> **What needs to be done**: Set down word for word the lines that begin the entries and run through the line containing "pub fn is_recognized(&self)". Give nothing further.

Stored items
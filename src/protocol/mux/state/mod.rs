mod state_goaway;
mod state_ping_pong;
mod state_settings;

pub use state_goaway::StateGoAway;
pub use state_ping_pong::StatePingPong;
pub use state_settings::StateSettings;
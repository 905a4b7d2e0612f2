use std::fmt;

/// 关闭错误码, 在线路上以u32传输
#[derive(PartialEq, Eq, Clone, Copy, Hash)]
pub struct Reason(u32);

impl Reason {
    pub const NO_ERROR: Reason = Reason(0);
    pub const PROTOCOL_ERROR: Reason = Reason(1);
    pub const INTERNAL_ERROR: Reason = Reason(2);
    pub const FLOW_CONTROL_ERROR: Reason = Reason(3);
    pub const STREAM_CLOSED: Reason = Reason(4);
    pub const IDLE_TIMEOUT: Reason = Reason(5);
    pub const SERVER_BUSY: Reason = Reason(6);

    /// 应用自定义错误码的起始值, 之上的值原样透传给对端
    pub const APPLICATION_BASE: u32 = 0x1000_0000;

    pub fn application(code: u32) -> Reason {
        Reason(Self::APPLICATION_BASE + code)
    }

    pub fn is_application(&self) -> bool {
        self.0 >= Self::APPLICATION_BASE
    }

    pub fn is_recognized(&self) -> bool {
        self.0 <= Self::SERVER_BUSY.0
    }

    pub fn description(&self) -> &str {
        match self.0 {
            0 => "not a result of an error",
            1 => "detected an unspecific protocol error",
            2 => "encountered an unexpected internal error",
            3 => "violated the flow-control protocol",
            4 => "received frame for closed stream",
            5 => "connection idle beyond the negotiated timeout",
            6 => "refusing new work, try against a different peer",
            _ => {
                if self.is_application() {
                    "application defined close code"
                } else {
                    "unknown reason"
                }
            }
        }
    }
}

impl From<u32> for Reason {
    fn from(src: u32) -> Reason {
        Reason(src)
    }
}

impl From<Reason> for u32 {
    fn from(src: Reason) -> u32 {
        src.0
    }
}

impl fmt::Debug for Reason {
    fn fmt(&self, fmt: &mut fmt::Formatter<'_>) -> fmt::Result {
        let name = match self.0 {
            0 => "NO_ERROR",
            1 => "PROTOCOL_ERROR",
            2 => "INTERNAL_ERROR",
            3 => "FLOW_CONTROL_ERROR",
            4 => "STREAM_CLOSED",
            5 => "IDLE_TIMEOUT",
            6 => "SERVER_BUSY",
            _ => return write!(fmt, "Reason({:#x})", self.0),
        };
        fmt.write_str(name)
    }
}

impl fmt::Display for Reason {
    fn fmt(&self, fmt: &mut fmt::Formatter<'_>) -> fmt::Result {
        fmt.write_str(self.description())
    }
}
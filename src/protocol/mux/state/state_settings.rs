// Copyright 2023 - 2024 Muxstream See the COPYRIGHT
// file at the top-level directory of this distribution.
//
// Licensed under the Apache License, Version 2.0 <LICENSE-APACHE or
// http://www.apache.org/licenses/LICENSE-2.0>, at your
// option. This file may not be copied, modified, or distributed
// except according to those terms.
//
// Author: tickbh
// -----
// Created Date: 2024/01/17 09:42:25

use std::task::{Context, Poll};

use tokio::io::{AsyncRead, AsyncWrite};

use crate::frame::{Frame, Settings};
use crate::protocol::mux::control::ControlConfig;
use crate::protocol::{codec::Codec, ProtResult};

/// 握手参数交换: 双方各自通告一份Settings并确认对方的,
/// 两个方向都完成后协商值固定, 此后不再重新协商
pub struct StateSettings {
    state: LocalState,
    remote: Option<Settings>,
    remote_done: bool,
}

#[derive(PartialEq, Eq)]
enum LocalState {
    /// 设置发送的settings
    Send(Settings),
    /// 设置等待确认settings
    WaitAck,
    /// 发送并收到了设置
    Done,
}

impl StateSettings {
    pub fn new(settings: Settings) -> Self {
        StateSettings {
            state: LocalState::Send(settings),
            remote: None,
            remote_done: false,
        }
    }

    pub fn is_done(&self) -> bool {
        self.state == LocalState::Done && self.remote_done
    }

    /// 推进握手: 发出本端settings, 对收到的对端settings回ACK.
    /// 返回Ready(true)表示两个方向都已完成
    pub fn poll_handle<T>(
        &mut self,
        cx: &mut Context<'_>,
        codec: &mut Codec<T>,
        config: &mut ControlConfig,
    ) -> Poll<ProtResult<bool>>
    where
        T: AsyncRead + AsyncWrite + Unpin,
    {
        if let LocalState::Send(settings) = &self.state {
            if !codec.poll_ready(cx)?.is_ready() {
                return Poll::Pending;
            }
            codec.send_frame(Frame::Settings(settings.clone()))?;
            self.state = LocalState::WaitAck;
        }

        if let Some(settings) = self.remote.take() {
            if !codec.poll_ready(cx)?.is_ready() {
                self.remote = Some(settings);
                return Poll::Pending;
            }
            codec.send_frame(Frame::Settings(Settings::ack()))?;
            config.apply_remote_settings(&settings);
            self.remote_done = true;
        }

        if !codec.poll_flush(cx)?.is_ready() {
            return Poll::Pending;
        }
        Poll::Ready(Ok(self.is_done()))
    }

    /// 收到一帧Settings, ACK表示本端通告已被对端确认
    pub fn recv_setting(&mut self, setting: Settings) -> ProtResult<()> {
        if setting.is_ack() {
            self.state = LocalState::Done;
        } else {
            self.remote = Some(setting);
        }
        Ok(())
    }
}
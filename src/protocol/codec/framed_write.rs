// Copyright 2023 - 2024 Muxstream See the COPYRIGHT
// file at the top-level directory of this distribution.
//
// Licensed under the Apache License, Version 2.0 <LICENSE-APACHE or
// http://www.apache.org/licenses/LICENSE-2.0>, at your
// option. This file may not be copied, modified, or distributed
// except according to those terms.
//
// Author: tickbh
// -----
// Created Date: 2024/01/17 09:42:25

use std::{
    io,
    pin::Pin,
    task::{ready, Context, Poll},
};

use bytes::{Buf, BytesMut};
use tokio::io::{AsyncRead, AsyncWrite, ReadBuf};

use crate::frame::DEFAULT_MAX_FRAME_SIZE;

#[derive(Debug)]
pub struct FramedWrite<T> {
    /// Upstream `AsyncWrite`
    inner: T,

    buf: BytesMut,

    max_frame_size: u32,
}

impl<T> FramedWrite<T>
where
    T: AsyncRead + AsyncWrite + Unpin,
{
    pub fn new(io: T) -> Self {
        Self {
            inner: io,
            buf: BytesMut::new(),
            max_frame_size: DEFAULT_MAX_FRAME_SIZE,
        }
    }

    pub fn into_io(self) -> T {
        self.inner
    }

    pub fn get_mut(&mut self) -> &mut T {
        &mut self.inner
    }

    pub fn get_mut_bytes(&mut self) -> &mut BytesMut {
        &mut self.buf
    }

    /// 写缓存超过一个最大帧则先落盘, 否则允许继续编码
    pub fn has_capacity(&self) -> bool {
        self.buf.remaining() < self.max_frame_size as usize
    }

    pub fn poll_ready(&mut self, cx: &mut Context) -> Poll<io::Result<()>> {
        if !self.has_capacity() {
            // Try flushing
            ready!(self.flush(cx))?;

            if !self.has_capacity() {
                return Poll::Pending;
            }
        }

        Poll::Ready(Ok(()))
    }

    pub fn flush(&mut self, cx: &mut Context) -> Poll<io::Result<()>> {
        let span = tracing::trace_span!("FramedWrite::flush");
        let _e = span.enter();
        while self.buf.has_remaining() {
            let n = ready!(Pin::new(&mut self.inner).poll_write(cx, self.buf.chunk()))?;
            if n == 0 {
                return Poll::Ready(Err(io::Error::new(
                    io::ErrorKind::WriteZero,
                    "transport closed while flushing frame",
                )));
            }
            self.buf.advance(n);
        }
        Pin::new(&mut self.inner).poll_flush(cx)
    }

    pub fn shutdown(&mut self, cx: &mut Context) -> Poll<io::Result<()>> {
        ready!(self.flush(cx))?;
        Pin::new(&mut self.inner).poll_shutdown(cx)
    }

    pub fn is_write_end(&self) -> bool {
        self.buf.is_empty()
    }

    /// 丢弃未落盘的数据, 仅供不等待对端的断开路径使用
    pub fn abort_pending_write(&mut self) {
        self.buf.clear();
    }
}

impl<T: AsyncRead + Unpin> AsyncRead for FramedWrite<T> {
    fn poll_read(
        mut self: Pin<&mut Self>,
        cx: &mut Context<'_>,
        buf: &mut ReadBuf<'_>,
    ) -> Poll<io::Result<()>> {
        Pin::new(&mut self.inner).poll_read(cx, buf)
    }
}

> **Output for this exercise**:
filename src/protocol/mux/state/mod.rs
mod state_goaway;
mod state_ping_pong;
mod state_settings;

pub use state_goaway::StateGoAway;
pub use state_ping_pong::StatePingPong;
pub use state_settings::StateSettings;
repository 905a4b7d2e0612f2
use std::fmt;

/// 关闭错误码, 在线路上以u32传输
#[derive(PartialEq, Eq, Clone, Copy, Hash)]
pub struct Reason(u32);

impl Reason {
    pub const NO_ERROR: Reason = Reason(0);
    pub const PROTOCOL_ERROR: Reason = Reason(1);
    pub const INTERNAL_ERROR: Reason = Reason(2);
    pub const FLOW_CONTROL_ERROR: Reason = Reason(3);
    pub const STREAM_CLOSED: Reason = Reason(4);
    pub const IDLE_TIMEOUT: Reason = Reason(5);
    pub const SERVER_BUSY: Reason = Reason(6);

    /// 应用自定义错误码的起始值, 之上的值原样透传给对端
    pub const APPLICATION_BASE: u32 = 0x1000_0000;

    pub fn application(code: u32) -> Reason {
        Reason(Self::APPLICATION_BASE + code)
    }

    pub fn is_application(&self) -> bool {
        self.0 >= Self::APPLICATION_BASE
    }

    pub fn is_recognized(&self) -> bool {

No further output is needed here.